Live album by Luna Sea
- Released: June 1, 2011
- Recorded: December 4, 2010
- Venue: Hollywood Palladium, Hollywood, California
- Genre: Progressive rock, alternative rock
- Label: HPQ/Avex
- Producer: Luna Sea

= Luna Sea 3D in Los Angeles =

Luna Sea 3D in Los Angeles is a live album, 3D concert film and home video by Japanese rock band Luna Sea. It was recorded and filmed at the Hollywood Palladium in the United States on December 4, 2010, as part of their 20th Anniversary World Tour Reboot -to the New Moon-. The live album was released on June 1, 2011, while the film began showing in theaters nationwide on June 4, 2011 and was released on home video on February 22, 2012. The album reached number 15 on the Oricon Albums Chart, the Blu-ray reached number 48 on Oricon's Blu-ray chart, and the DVD version peaked at number 67.

==Recording and release==
Luna Sea 3D in Los Angeles was filmed in 3-D at the Hollywood Palladium in Hollywood, California on December 4, 2010. The concert was the second date of the band's first world tour, 20th Anniversary World Tour Reboot -to the New Moon-, and marked their first ever concert in the United States. Having reunited earlier that year after disbanding in 2000, the tour was also their first in ten years.

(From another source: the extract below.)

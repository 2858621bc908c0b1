//! Recording scenes into timed storyboards.

pub mod director;
pub mod storyboard;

The film had its premiere at Toho Cinemas Roppongi Hills on May 29, 2011 and entered Japanese theaters nationwide on June 4. The live album, their first since Never Sold Out 12 years earlier, was released on June 1, 2011. The album reached number 15 on the Oricon Albums Chart and charted for three weeks. The film was later released on DVD, Blu-ray and 3D Blu-ray on February 22, 2012. The Blu-ray version reached number 48 on Oricon's Blu-ray chart, while the DVD version peaked at number 67 on Oricon's DVD chart.

The songs "Face to Face", "Fate" and "In My Dream (With Shiver)" and the bass and drum solos performed at the concert are not included on any release. The performance of "Gravity" is included on the album, but not in the film.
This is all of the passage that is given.